FRIDAY, Jan. 6 (HealthDay News) -- Smoking marijuana can mean different things to different people -- for some, anxiety and paranoia can set in, while others mellow out.
Now, a unique brain scan study suggests two ingredients in pot may work independently to achieve these effects.
British scientists who watched the effects of the two marijuana ingredients -- Δ9-tetrahydrocannabinol (THC) and cannabidiol (CBD) -- on the brains of 15 young men say the research shows how the drug can either ease or agitate the mind.
"People have polarized views about marijuana," said study lead author Dr. Sagnik Bhattacharyya, a researcher in the department of psychosis studies at the Institute of Psychiatry, King's College London. "Some consider it to be essentially harmless but potentially useful as a treatment in a number of medical conditions, and others link it to potentially severe public health consequences in terms of mental health.
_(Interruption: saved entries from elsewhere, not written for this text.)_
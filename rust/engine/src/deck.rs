use std::collections::BTreeMap;

use rand::seq::SliceRandom;
use rand::{Rng, SeedableRng};
use rand_chacha::ChaCha20Rng;

use crate::cards::{full_deck, Card};
use crate::errors::DealError;
use crate::player::PlayerId;

/// The two private cards dealt to each player.
pub type HoleCards = [Card; 2];

/// Hole cards keyed by the player they were dealt to.
pub type HoleCardAssignments = BTreeMap<PlayerId, HoleCards>;

/// Source of freshly shuffled decks.
///
/// The shuffler owns its RNG so a store built with a seed deals the same
/// sequence of games every time it is replayed.
#[derive(Debug, Clone)]
pub struct Shuffler {
    rng: ChaCha20Rng,
}

impl Shuffler {
    pub fn new_with_seed(seed: u64) -> Self {
        Self {
            rng: ChaCha20Rng::seed_from_u64(seed),
        }
    }

    pub fn from_entropy() -> Self {
        Self::new_with_seed(rand::random())
    }

    /// A complete 52-card deck in a new random order.
    pub fn shuffle(&mut self) -> Vec<Card> {
        shuffled_deck(&mut self.rng)
    }
}

/// Returns a uniformly random permutation of the 52-card deck.
pub fn shuffled_deck<R: Rng + ?Sized>(rng: &mut R) -> Vec<Card> {
    let mut cards = full_deck();
    cards.shuffle(rng);
    cards
}

/// Deals two cards to each player, in `player_ids` order, from the top of
/// `deck`. The first player gets cards 0 and 1, the second 2 and 3, and so on.
///
/// Returns the assignments together with the undealt remainder; `deck`
/// itself is left untouched.
pub fn deal(
    deck: &[Card],
    player_ids: &[PlayerId],
) -> Result<(HoleCardAssignments, Vec<Card>), DealError> {
    let needed = player_ids.len() * 2;
    if needed > deck.len() {
        return Err(DealError::NotEnoughCards {
            needed,
            available: deck.len(),
        });
    }

    let assignments = player_ids
        .iter()
        .zip(deck.chunks_exact(2))
        .map(|(id, pair)| (id.clone(), [pair[0], pair[1]]))
        .collect();

    Ok((assignments, deck[needed..].to_vec()))
}

/// Splits off the first `count` cards. Asking for more than the deck holds
/// yields everything that is left.
pub fn draw(deck: &[Card], count: usize) -> (Vec<Card>, Vec<Card>) {
    let split = count.min(deck.len());
    (deck[..split].to_vec(), deck[split..].to_vec())
}
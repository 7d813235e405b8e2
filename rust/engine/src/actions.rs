use serde::{Deserialize, Serialize};

use crate::chips::{chips_for_round, Round};
use crate::deck::deal;
use crate::errors::ActionError;
use crate::player::{ConnectionId, Player, PlayerId};
use crate::state::{GameStore, Phase, MAX_NAME_LEN, MAX_PLAYERS, MIN_PLAYERS};

/// Everything a client can ask the table to do.
///
/// Decoded from JSON objects tagged by `"type"`, e.g.
/// `{"type":"STEAL_CHIP","fromPlayerId":"...","chipNumber":2}`.
#[derive(Debug, Clone, PartialEq, Eq, Serialize, Deserialize)]
#[serde(tag = "type", rename_all = "SCREAMING_SNAKE_CASE")]
pub enum Action {
    JoinLobby {
        name: String,
    },
    StartGame,
    DiscardChip {
        #[serde(rename = "chipNumber")]
        chip_number: u32,
    },
    TakeFromMiddle {
        #[serde(rename = "chipNumber")]
        chip_number: u32,
    },
    StealChip {
        #[serde(rename = "fromPlayerId")]
        from_player_id: PlayerId,
        #[serde(rename = "chipNumber")]
        chip_number: u32,
    },
    SetReady {
        ready: bool,
    },
    FinishGame,
}

impl Action {
    pub fn kind(&self) -> &'static str {
        match self {
            Action::JoinLobby { .. } => "join_lobby",
            Action::StartGame => "start_game",
            Action::DiscardChip { .. } => "discard_chip",
            Action::TakeFromMiddle { .. } => "take_from_middle",
            Action::StealChip { .. } => "steal_chip",
            Action::SetReady { .. } => "set_ready",
            Action::FinishGame => "finish_game",
        }
    }
}

/// What a successfully applied action changed, beyond the action itself.
#[derive(Debug, Clone, PartialEq, Eq)]
pub enum Applied {
    Joined { player_id: PlayerId },
    GameStarted { players: usize },
    Updated,
    RoundAdvanced { round: Round },
    GameFinished,
    Reset,
}

impl GameStore {
    /// Validates and applies one action on behalf of `connection`.
    ///
    /// Every check runs before the first write, so an `Err` leaves the store
    /// exactly as it was.
    pub fn apply(
        &mut self,
        connection: &ConnectionId,
        action: Action,
    ) -> Result<Applied, ActionError> {
        match action {
            Action::JoinLobby { name } => self.join_lobby(connection, &name),
            Action::StartGame => self.start_game(),
            Action::DiscardChip { chip_number } => self.discard_chip(connection, chip_number),
            Action::TakeFromMiddle { chip_number } => {
                self.take_from_middle(connection, chip_number)
            }
            Action::StealChip {
                from_player_id,
                chip_number,
            } => self.steal_chip(connection, &from_player_id, chip_number),
            Action::SetReady { ready } => self.set_ready(connection, ready),
            Action::FinishGame => {
                self.reset_to_lobby();
                Ok(Applied::Reset)
            }
        }
    }

    fn join_lobby(&mut self, connection: &ConnectionId, name: &str) -> Result<Applied, ActionError> {
        if self.phase != Phase::Lobby {
            return Err(ActionError::GameInProgress);
        }
        if self.player_for(connection).is_some() {
            return Err(ActionError::AlreadyJoined);
        }
        let name = name.trim();
        if name.is_empty() {
            return Err(ActionError::EmptyName);
        }
        if name.chars().count() > MAX_NAME_LEN {
            return Err(ActionError::NameTooLong { max: MAX_NAME_LEN });
        }
        if self.players.iter().any(|p| p.name_matches(name)) {
            return Err(ActionError::NameTaken);
        }

        let player_id = PlayerId::generate();
        self.players.push(Player::new(player_id.clone(), name));
        self.connections
            .insert(connection.clone(), Some(player_id.clone()));
        Ok(Applied::Joined { player_id })
    }

    fn start_game(&mut self) -> Result<Applied, ActionError> {
        if self.phase != Phase::Lobby {
            return Err(ActionError::GameAlreadyRunning);
        }
        if self.players.len() < MIN_PLAYERS {
            return Err(ActionError::NotEnoughPlayers { min: MIN_PLAYERS });
        }
        if self.players.len() > MAX_PLAYERS {
            return Err(ActionError::TooManyPlayers);
        }

        let ids: Vec<PlayerId> = self.players.iter().map(|p| p.id().clone()).collect();
        let deck = self.shuffler.shuffle();
        let (hole_cards, remainder) =
            deal(&deck, &ids).map_err(|_| ActionError::TooManyPlayers)?;

        self.hole_cards = hole_cards;
        self.deck = remainder;
        self.community_cards.clear();
        self.current_round = Round::FIRST;
        self.chip_count = self.players.len();
        self.middle_chips = chips_for_round(Round::FIRST, self.chip_count);
        for player in &mut self.players {
            player.reset_for_game();
        }
        self.phase = Phase::Game;
        Ok(Applied::GameStarted {
            players: self.chip_count,
        })
    }

    fn discard_chip(
        &mut self,
        connection: &ConnectionId,
        chip_number: u32,
    ) -> Result<Applied, ActionError> {
        self.require_game()?;
        let actor = self.actor_index(connection)?;
        let round = self.current_round;
        let index = self.players[actor]
            .position_of(round, chip_number)
            .ok_or(ActionError::ChipNotHeld)?;

        let chip = self.players[actor].remove_chip_at(index);
        self.middle_chips.push(chip);
        // Giving a chip up can never complete a round.
        Ok(Applied::Updated)
    }

    fn take_from_middle(
        &mut self,
        connection: &ConnectionId,
        chip_number: u32,
    ) -> Result<Applied, ActionError> {
        self.require_game()?;
        let actor = self.actor_index(connection)?;
        let round = self.current_round;
        if self.players[actor].holds_chip_for_round(round) {
            return Err(ActionError::AlreadyHoldingChip);
        }
        let index = self
            .middle_chips
            .iter()
            .position(|c| c.is_for(round, chip_number))
            .ok_or(ActionError::ChipNotInMiddle)?;

        let chip = self.middle_chips.remove(index);
        self.players[actor].receive_chip(chip);
        Ok(self.check_and_advance())
    }

    fn steal_chip(
        &mut self,
        connection: &ConnectionId,
        target: &PlayerId,
        chip_number: u32,
    ) -> Result<Applied, ActionError> {
        self.require_game()?;
        let actor = self.actor_index(connection)?;
        let round = self.current_round;
        if self.players[actor].holds_chip_for_round(round) {
            return Err(ActionError::AlreadyHoldingChip);
        }
        let victim = self
            .players
            .iter()
            .position(|p| p.id() == target)
            .ok_or(ActionError::TargetNotFound)?;
        if victim == actor {
            return Err(ActionError::StealFromSelf);
        }
        let index = self.players[victim]
            .position_of(round, chip_number)
            .ok_or(ActionError::TargetMissingChip)?;

        let chip = self.players[victim].remove_chip_at(index);
        self.players[actor].receive_chip(chip);
        // The victim keeps their ready flag, and with their chip gone the
        // round cannot be complete, so there is nothing to check.
        Ok(Applied::Updated)
    }

    fn set_ready(&mut self, connection: &ConnectionId, ready: bool) -> Result<Applied, ActionError> {
        self.require_game()?;
        let actor = self.actor_index(connection)?;
        self.players[actor].set_ready(ready);
        Ok(self.check_and_advance())
    }
}
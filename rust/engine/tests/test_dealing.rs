use std::collections::HashSet;

use gang_engine::cards::{full_deck, Card};
use gang_engine::deck::{deal, draw, shuffled_deck, Shuffler};
use gang_engine::player::PlayerId;
use rand::SeedableRng;
use rand_chacha::ChaCha20Rng;

fn ids(n: usize) -> Vec<PlayerId> {
    (0..n).map(|i| PlayerId::from(format!("p{i}"))).collect()
}

#[test]
fn shuffled_deck_is_a_permutation() {
    let mut rng = ChaCha20Rng::seed_from_u64(9);
    let deck = shuffled_deck(&mut rng);
    assert_eq!(deck.len(), 52);
    let seen: HashSet<Card> = deck.iter().copied().collect();
    let all: HashSet<Card> = full_deck().into_iter().collect();
    assert_eq!(seen, all);
}

#[test]
fn same_seed_same_order_different_seed_differs() {
    let a = Shuffler::new_with_seed(12345).shuffle();
    let b = Shuffler::new_with_seed(12345).shuffle();
    let c = Shuffler::new_with_seed(54321).shuffle();
    assert_eq!(a, b);
    assert_ne!(a, c, "different seeds should give different orders");
}

#[test]
fn successive_shuffles_from_one_shuffler_differ() {
    let mut shuffler = Shuffler::new_with_seed(1);
    let first = shuffler.shuffle();
    let second = shuffler.shuffle();
    assert_ne!(first, second);
}

#[test]
fn deal_hands_out_consecutive_pairs_in_order() {
    let deck = Shuffler::new_with_seed(5).shuffle();
    let players = ids(3);
    let (hands, rest) = deal(&deck, &players).expect("deal ok");

    assert_eq!(hands[&players[0]], [deck[0], deck[1]]);
    assert_eq!(hands[&players[1]], [deck[2], deck[3]]);
    assert_eq!(hands[&players[2]], [deck[4], deck[5]]);
    assert_eq!(rest.as_slice(), &deck[6..]);
    assert_eq!(deck.len(), 52, "input deck is not consumed");

    let dealt: HashSet<Card> = hands.values().flatten().copied().collect();
    assert_eq!(dealt.len(), 6, "no two players share a card");
}

#[test]
fn draw_takes_from_the_top() {
    let deck = full_deck();
    let (top, rest) = draw(&deck, 3);
    assert_eq!(top.as_slice(), &deck[..3]);
    assert_eq!(rest.len(), 49);

    let (none, all) = draw(&deck, 0);
    assert!(none.is_empty());
    assert_eq!(all, deck);
}
use crate::table::Table;
use futures_util::{SinkExt, StreamExt};
use std::sync::Arc;
use tokio_stream::wrappers::UnboundedReceiverStream;
use warp::ws::{Message, WebSocket, Ws};
use warp::Reply;

pub fn upgrade(ws: Ws, table: Arc<Table>) -> warp::reply::Response {
    ws.on_upgrade(move |socket| serve_socket(socket, table))
        .into_response()
}

/// Drives one client socket until it closes.
///
/// A writer task forwards the connection's queued messages to the socket
/// while this task feeds inbound text frames to the table.
pub async fn serve_socket(socket: WebSocket, table: Arc<Table>) {
    let (connection, inbox) = match table.connect() {
        Ok(pair) => pair,
        Err(err) => {
            tracing::error!(error = %err, "refusing socket");
            return;
        }
    };

    let (mut sink, mut stream) = socket.split();
    let mut outgoing = UnboundedReceiverStream::new(inbox);
    let writer_connection = connection.clone();
    let writer = tokio::spawn(async move {
        while let Some(message) = outgoing.next().await {
            let text = match message.to_json() {
                Ok(text) => text,
                Err(err) => {
                    tracing::error!(
                        connection_id = %writer_connection,
                        error = %err,
                        "failed to encode server message"
                    );
                    continue;
                }
            };
            if let Err(err) = sink.send(Message::text(text)).await {
                tracing::debug!(
                    connection_id = %writer_connection,
                    error = %err,
                    "socket write failed"
                );
                break;
            }
        }
        let _ = sink.close().await;
    });

    while let Some(frame) = stream.next().await {
        let frame = match frame {
            Ok(frame) => frame,
            Err(err) => {
                tracing::debug!(connection_id = %connection, error = %err, "socket read failed");
                break;
            }
        };
        if frame.is_close() {
            break;
        }
        // Binary frames are ignored; ping/pong is answered by the socket.
        let Ok(text) = frame.to_str() else {
            continue;
        };
        if let Err(err) = table.handle_text(&connection, text) {
            tracing::error!(connection_id = %connection, error = %err, "closing socket");
            break;
        }
    }

    if let Err(err) = table.disconnect(&connection) {
        tracing::error!(connection_id = %connection, error = %err, "disconnect failed");
    }
    writer.abort();
}
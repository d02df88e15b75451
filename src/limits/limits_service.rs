use chrono::{NaiveDate, Utc};
use log::debug;
use num_traits::ToPrimitive;
use rust_decimal::Decimal;
use rust_decimal_macros::dec;

use crate::constants::{
    BASE_SODIUM_HARD_MG, BASE_SODIUM_SOFT_MG, EER_MAX_KCAL, EER_MIN_KCAL, KCAL_PER_G_CARB,
    KCAL_PER_G_FAT, PREGNANCY_EER_SUPPLEMENT_KCAL,
};
use crate::utils::round_display;

use super::limits_model::{ActivityLevel, LimitFlags, PersonalAttributes, PersonalLimits, Sex};
use super::limits_traits::PersonalLimitsServiceTrait;

/// Computes personalized daily nutrient limits from profile attributes.
///
/// Stateless; one instance can be shared across threads without
/// synchronization.
pub struct PersonalLimitsService;

impl PersonalLimitsService {
    pub fn new() -> Self {
        PersonalLimitsService
    }

    /// Whole years between `date_of_birth` and `today`, using the mean
    /// Gregorian year length and truncating.
    fn calculate_age(date_of_birth: NaiveDate, today: NaiveDate) -> i32 {
        let days = Decimal::from(today.signed_duration_since(date_of_birth).num_days());
        (days / dec!(365.25)).trunc().to_i32().unwrap_or(0)
    }

    /// Population default height in centimeters for profiles without a
    /// measurement. Profiles recorded as `Other` use the female band.
    fn default_height_cm(age_years: i32, sex: Sex) -> Decimal {
        match sex {
            Sex::Male => {
                if age_years >= 18 {
                    dec!(165)
                } else if age_years >= 14 {
                    dec!(160)
                } else {
                    dec!(140)
                }
            }
            Sex::Female | Sex::Other => {
                if age_years >= 18 {
                    dec!(158)
                } else if age_years >= 14 {
                    dec!(155)
                } else {
                    dec!(140)
                }
            }
        }
    }

    /// Population default weight in kilograms for profiles without a
    /// measurement. Profiles recorded as `Other` use the female band.
    fn default_weight_kg(age_years: i32, sex: Sex) -> Decimal {
        match sex {
            Sex::Male => {
                if age_years >= 18 {
                    dec!(65)
                } else if age_years >= 14 {
                    dec!(58)
                } else {
                    dec!(35)
                }
            }
            Sex::Female | Sex::Other => {
                if age_years >= 18 {
                    dec!(55)
                } else if age_years >= 14 {
                    dec!(52)
                } else {
                    dec!(35)
                }
            }
        }
    }

    /// Physical-activity coefficient by (sex, activity level).
    ///
    /// The reference table only defines male and female rows; `Other` falls
    /// back to the neutral coefficient 1.0 rather than an arbitrary row.
    fn pa_coefficient(sex: Sex, activity_level: ActivityLevel) -> Decimal {
        match (sex, activity_level) {
            (Sex::Male, ActivityLevel::Sedentary) => dec!(1.00),
            (Sex::Male, ActivityLevel::Light) => dec!(1.11),
            (Sex::Male, ActivityLevel::Active) => dec!(1.25),
            (Sex::Male, ActivityLevel::VeryActive) => dec!(1.48),
            (Sex::Female, ActivityLevel::Sedentary) => dec!(1.00),
            (Sex::Female, ActivityLevel::Light) => dec!(1.12),
            (Sex::Female, ActivityLevel::Active) => dec!(1.27),
            (Sex::Female, ActivityLevel::VeryActive) => dec!(1.45),
            (Sex::Other, _) => dec!(1.0),
        }
    }

    /// Adult/adolescent estimated energy requirement in kcal. Sexes without a
    /// dedicated equation use the female one.
    fn eer_adult(
        age_years: i32,
        sex: Sex,
        height_m: Decimal,
        weight_kg: Decimal,
        pa: Decimal,
    ) -> Decimal {
        let age = Decimal::from(age_years);
        match sex {
            Sex::Male => {
                dec!(662) - dec!(9.53) * age
                    + pa * (dec!(15.91) * weight_kg + dec!(539.6) * height_m)
            }
            Sex::Female | Sex::Other => {
                dec!(354) - dec!(6.91) * age + pa * (dec!(9.36) * weight_kg + dec!(726) * height_m)
            }
        }
    }

    /// Bracket energy table for children under 14, keyed by age band, sex,
    /// and whether the activity level counts as vigorous. Ages outside the
    /// 3-13 bands get the middle value.
    fn eer_child(age_years: i32, sex: Sex, activity_level: ActivityLevel) -> Decimal {
        let vigorous = activity_level.is_vigorous();
        match (age_years, sex) {
            (3..=8, Sex::Male) => {
                if vigorous {
                    dec!(1400)
                } else {
                    dec!(1200)
                }
            }
            (3..=8, _) => {
                if vigorous {
                    dec!(1300)
                } else {
                    dec!(1100)
                }
            }
            (9..=13, Sex::Male) => {
                if vigorous {
                    dec!(1800)
                } else {
                    dec!(1600)
                }
            }
            (9..=13, _) => {
                if vigorous {
                    dec!(1700)
                } else {
                    dec!(1500)
                }
            }
            _ => dec!(1400),
        }
    }
}

impl Default for PersonalLimitsService {
    fn default() -> Self {
        Self::new()
    }
}

impl PersonalLimitsServiceTrait for PersonalLimitsService {
    fn calculate_limits(&self, attributes: &PersonalAttributes) -> PersonalLimits {
        self.calculate_limits_on(attributes, Utc::now().date_naive())
    }

    fn calculate_limits_on(
        &self,
        attributes: &PersonalAttributes,
        today: NaiveDate,
    ) -> PersonalLimits {
        debug!("Calculating personal limits");

        let age_years = Self::calculate_age(attributes.date_of_birth, today);

        let height_cm = attributes
            .height_cm
            .unwrap_or_else(|| Self::default_height_cm(age_years, attributes.sex));
        let weight_kg = attributes
            .weight_kg
            .unwrap_or_else(|| Self::default_weight_kg(age_years, attributes.sex));

        let height_m = height_cm / dec!(100);
        let bmi = weight_kg / (height_m * height_m);

        // Risk flags are plain ORs over the inputs; no flag negates another.
        let is_child = age_years < 18;
        let risk_glucose = attributes.has_diabetes || bmi >= dec!(30);
        let risk_cvd = attributes.has_heart_disease || attributes.has_diabetes;
        let risk_hypertension = attributes.has_hypertension || attributes.has_kidney_disease;
        let risk_pregnancy = attributes.is_pregnant;

        let mut eer = if is_child && age_years < 14 {
            Self::eer_child(age_years, attributes.sex, attributes.activity_level)
        } else {
            let pa = Self::pa_coefficient(attributes.sex, attributes.activity_level);
            Self::eer_adult(age_years, attributes.sex, height_m, weight_kg, pa)
        };

        if risk_pregnancy {
            eer += PREGNANCY_EER_SUPPLEMENT_KCAL;
        }
        let eer = eer.clamp(EER_MIN_KCAL, EER_MAX_KCAL);

        let (sugar_pct_hard, sugar_pct_soft) = if risk_glucose {
            (dec!(0.05), dec!(0.05))
        } else {
            (dec!(0.10), dec!(0.075))
        };
        let sugar_hard = eer * sugar_pct_hard / KCAL_PER_G_CARB;
        let sugar_soft = eer * sugar_pct_soft / KCAL_PER_G_CARB;

        // Children get the adult sodium baseline scaled by energy need.
        let (base_sodium_hard, base_sodium_soft) = if is_child {
            let factor = (eer / dec!(2000)).clamp(dec!(0.5), dec!(1.0));
            (BASE_SODIUM_HARD_MG * factor, BASE_SODIUM_SOFT_MG * factor)
        } else {
            (BASE_SODIUM_HARD_MG, BASE_SODIUM_SOFT_MG)
        };
        let (sodium_hard, sodium_soft) = if risk_hypertension || risk_cvd {
            if is_child {
                (base_sodium_hard * dec!(0.75), base_sodium_soft * dec!(0.75))
            } else {
                (dec!(1500), dec!(1200))
            }
        } else {
            (base_sodium_hard, base_sodium_soft)
        };

        let (satfat_pct_hard, satfat_pct_soft) = if risk_cvd || risk_glucose {
            (dec!(0.07), dec!(0.06))
        } else {
            (dec!(0.10), dec!(0.08))
        };
        let satfat_hard = eer * satfat_pct_hard / KCAL_PER_G_FAT;
        let satfat_soft = eer * satfat_pct_soft / KCAL_PER_G_FAT;

        let transfat_hard = eer * dec!(0.01) / KCAL_PER_G_FAT;

        PersonalLimits {
            eer_kcal: round_display(eer),
            sugar_soft_g: round_display(sugar_soft),
            sugar_hard_g: round_display(sugar_hard),
            sodium_soft_mg: round_display(sodium_soft),
            sodium_hard_mg: round_display(sodium_hard),
            satfat_soft_g: round_display(satfat_soft),
            satfat_hard_g: round_display(satfat_hard),
            transfat_hard_g: round_display(transfat_hard),
            flags: LimitFlags {
                is_child,
                risk_glucose,
                risk_cvd,
                risk_hypertension,
                risk_pregnancy,
                bmi: round_display(bmi),
                age_years,
            },
        }
    }
}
This study explains why the truth is somewhere in between."
The findings were published in the January issue of Archives of General Psychiatry.
According to Bhattacharyya's team, it's long been noted that cannabis can prompt the onset of psychotic symptoms, such as paranoia and/or delusional thinking, among otherwise healthy people.
"A number of studies have (also) clearly shown that regular marijuana or cannabis use in vulnerable individuals is associated with increased risk of developing psychotic disorders such as schizophrenia, where one loses contact with reality," Bhattacharyya said.
Just how this occurs in the brain wasn't understood.
In the new study, the researchers used functional MRI brain imaging on 15 healthy men, roughly 27 years old on average and described as "occasional cannabis users."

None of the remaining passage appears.